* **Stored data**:
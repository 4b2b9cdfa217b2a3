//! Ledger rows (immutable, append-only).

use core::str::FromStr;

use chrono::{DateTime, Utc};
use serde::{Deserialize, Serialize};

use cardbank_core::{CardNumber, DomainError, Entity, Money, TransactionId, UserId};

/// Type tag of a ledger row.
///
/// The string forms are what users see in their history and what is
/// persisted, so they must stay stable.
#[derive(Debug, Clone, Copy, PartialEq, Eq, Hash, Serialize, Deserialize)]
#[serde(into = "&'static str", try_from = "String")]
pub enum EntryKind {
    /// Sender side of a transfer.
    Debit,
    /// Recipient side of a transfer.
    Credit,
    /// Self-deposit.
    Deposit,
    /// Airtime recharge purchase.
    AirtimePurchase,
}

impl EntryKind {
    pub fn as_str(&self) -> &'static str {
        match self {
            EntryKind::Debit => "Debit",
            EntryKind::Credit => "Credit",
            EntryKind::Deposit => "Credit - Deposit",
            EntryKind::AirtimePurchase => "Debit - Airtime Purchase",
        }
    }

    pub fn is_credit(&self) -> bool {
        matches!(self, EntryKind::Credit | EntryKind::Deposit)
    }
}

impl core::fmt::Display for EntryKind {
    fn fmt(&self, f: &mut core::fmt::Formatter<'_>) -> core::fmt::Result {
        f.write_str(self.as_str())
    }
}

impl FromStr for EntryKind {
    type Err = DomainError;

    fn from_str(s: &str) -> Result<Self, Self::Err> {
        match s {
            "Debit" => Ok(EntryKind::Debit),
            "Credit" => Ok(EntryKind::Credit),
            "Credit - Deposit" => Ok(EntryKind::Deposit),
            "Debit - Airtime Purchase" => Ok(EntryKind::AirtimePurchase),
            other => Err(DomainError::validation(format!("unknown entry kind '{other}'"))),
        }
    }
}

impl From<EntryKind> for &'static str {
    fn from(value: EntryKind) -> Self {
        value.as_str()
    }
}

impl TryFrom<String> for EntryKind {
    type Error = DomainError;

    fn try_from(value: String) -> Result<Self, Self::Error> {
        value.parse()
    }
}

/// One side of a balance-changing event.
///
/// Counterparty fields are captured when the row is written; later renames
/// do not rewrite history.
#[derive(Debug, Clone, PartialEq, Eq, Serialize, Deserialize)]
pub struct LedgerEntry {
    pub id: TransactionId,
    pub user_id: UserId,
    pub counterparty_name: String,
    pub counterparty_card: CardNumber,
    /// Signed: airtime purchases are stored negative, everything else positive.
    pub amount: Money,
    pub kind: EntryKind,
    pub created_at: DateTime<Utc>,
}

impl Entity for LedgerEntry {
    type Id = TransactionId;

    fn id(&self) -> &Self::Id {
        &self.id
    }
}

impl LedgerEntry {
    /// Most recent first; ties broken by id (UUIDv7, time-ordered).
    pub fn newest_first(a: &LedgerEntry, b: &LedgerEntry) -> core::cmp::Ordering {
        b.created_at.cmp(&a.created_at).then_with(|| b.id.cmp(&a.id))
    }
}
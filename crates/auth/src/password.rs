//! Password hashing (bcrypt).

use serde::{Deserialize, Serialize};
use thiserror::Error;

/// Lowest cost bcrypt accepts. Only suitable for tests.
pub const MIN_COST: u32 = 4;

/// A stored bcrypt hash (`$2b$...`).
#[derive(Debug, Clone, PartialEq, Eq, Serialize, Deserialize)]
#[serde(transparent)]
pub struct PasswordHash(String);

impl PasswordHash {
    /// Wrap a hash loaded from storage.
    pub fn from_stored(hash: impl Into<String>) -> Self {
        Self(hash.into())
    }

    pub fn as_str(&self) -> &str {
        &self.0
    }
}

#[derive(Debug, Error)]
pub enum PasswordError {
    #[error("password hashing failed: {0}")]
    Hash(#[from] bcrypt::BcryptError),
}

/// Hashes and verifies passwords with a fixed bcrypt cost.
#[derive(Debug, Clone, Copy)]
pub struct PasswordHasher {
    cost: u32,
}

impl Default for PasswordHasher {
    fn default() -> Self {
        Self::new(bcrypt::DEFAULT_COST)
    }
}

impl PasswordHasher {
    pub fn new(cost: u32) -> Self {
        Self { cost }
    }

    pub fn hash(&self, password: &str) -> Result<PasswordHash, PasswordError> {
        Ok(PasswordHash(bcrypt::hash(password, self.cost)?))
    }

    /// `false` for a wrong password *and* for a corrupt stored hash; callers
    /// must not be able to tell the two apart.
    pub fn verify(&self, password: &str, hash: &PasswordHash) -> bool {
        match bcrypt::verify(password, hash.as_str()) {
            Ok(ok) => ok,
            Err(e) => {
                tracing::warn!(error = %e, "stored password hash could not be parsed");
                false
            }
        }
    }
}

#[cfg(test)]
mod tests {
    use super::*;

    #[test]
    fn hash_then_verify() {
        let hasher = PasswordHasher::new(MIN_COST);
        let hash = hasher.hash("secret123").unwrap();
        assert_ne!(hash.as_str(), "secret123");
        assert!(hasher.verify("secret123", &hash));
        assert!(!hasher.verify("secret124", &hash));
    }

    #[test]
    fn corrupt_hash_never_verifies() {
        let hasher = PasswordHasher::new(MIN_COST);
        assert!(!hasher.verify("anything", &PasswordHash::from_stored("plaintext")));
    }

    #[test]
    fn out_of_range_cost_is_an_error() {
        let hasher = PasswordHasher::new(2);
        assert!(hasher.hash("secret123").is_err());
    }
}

* **About this task**: Copy the data. Make sure every line matches exactly.

* **Solution below**:
repository 4b2b9cdfa217b2a3
//! Ledger rows (immutable, append-only).

use core::str::FromStr;

use chrono::{DateTime, Utc};
use serde::{Deserialize, Serialize};

use cardbank_core::{CardNumber, DomainError, Entity, Money, TransactionId, UserId};

/// Type tag of a ledger row.
///
/// The string forms are what users see in their history and what is
/// persisted, so they must stay stable.
#[derive(Debug, Clone, Copy, PartialEq, Eq, Hash, Serialize, Deserialize)]
#[serde(into = "&'static str", try_from = "String")]
pub enum EntryKind {
    /// Sender side of a transfer.
    Debit,
    /// Recipient side of a transfer.
    Credit,
    /// Self-deposit.
    Deposit,
    /// Airtime recharge purchase.
    AirtimePurchase,
}

impl EntryKind {
    pub fn as_str(&self) -> &'static str {
        match self {
            EntryKind::Debit => "Debit",
            EntryKind::Credit => "Credit",
            EntryKind::Deposit => "Credit - Deposit",
            EntryKind::AirtimePurchase => "Debit - Airtime Purchase",
        }
    }

    pub fn is_credit(&self) -> bool {
        matches!(self, EntryKind::Credit | EntryKind::Deposit)
    }
}

impl core::fmt::Display for EntryKind {
    fn fmt(&self, f: &mut core::fmt::Formatter<'_>) -> core::fmt::Result {
        f.write_str(self.as_str())
    }
}

impl FromStr for EntryKind {
    type Err = DomainError;

    fn from_str(s: &str) -> Result<Self, Self::Err> {
        match s {
            "Debit" => Ok(EntryKind::Debit),
            "Credit" => Ok(EntryKind::Credit),
            "Credit - Deposit" => Ok(EntryKind::Deposit),
            "Debit - Airtime Purchase" => Ok(EntryKind::AirtimePurchase),
            other => Err(DomainError::validation(format!("unknown entry kind '{other}'"))),
        }
    }
}

impl From<EntryKind> for &'static str {
    fn from(value: EntryKind) -> Self {
        value.as_str()
    }
}

impl TryFrom<String> for EntryKind {
    type Error = DomainError;

    fn try_from(value: String) -> Result<Self, Self::Error> {
        value.parse()
    }
}

/// One side of a balance-changing event.
///
/// Counterparty fields are captured when the row is written; later renames
/// do not rewrite history.
#[derive(Debug, Clone, PartialEq, Eq, Serialize, Deserialize)]
pub struct LedgerEntry {
    pub id: TransactionId,
    pub user_id: UserId,
    pub counterparty_name: String,
    pub counterparty_card: CardNumber,
    /// Signed: airtime purchases are stored negative, everything else positive.
    pub amount: Money,
    pub kind: EntryKind,
    pub created_at: DateTime<Utc>,
}

impl Entity for LedgerEntry {
    type Id = TransactionId;

    fn id(&self) -> &Self::Id {
        &self.id
    }
}

impl LedgerEntry {
    /// Most recent first; ties broken by id (UUIDv7, time-ordered).
    pub fn newest_first(a: &LedgerEntry, b: &LedgerEntry) -> core::cmp::Ordering {
        b.created_at.cmp(&a.created_at).then_with(|| b.id.cmp(&a.id))
    }
}
filename crates/auth/src/password.rs
//! Password hashing (bcrypt).

use serde::{Deserialize, Serialize};
use thiserror::Error;

/// Lowest cost bcrypt accepts. Only suitable for tests.
pub const MIN_COST: u32 = 4;

/// A stored bcrypt hash (`$2b$...`).
#[derive(Debug, Clone, PartialEq, Eq, Serialize, Deserialize)]
#[serde(transparent)]
pub struct PasswordHash(String);

impl PasswordHash {
    /// Wrap a hash loaded from storage.
    pub fn from_stored(hash: impl Into<String>) -> Self {
        Self(hash.into())
    }

    pub fn as_str(&self) -> &str {
        &self.0
    }
}

#[derive(Debug, Error)]
pub enum PasswordError {
    #[error("password hashing failed: {0}")]
    Hash(#[from] bcrypt::BcryptError),
}

/// Hashes and verifies passwords with a fixed bcrypt cost.
#[derive(Debug, Clone, Copy)]
pub struct PasswordHasher {
    cost: u32,
}

impl Default for PasswordHasher {
    fn default() -> Self {
        Self::new(bcrypt::DEFAULT_COST)
    }
}

impl PasswordHasher {
    pub fn new(cost: u32) -> Self {
        Self { cost }
    }

    pub fn hash(&self, password: &str) -> Result<PasswordHash, PasswordError> {
        Ok(PasswordHash(bcrypt::hash(password, self.cost)?))
    }

    /// `false` for a wrong password *and* for a corrupt stored hash; callers
    /// must not be able to tell the two apart.
    pub fn verify(&self, password: &str, hash: &PasswordHash) -> bool {
        match bcrypt::verify(password, hash.as_str()) {
            Ok(ok) => ok,
            Err(e) => {
                tracing::warn!(error = %e, "stored password hash could not be parsed");
                false
            }
        }
    }
}

#[cfg(test)]
mod tests {
    use super::*;

    #[test]
    fn hash_then_verify() {
        let hasher = PasswordHasher::new(MIN_COST);
        let hash = hasher.hash("secret123").unwrap();
        assert_ne!(hash.as_str(), "secret123");
        assert!(hasher.verify("secret123", &hash));
        assert!(!hasher.verify("secret124", &hash));
    }

    #[test]
    fn corrupt_hash_never_verifies() {
        let hasher = PasswordHasher::new(MIN_COST);
        assert!(!hasher.verify("anything", &PasswordHash::from_stored("plaintext")));
    }

    #[test]
    fn out_of_range_cost_is_an_error() {
        let hasher = PasswordHasher::new(2);
        assert!(hasher.hash("secret123").is_err());
    }
}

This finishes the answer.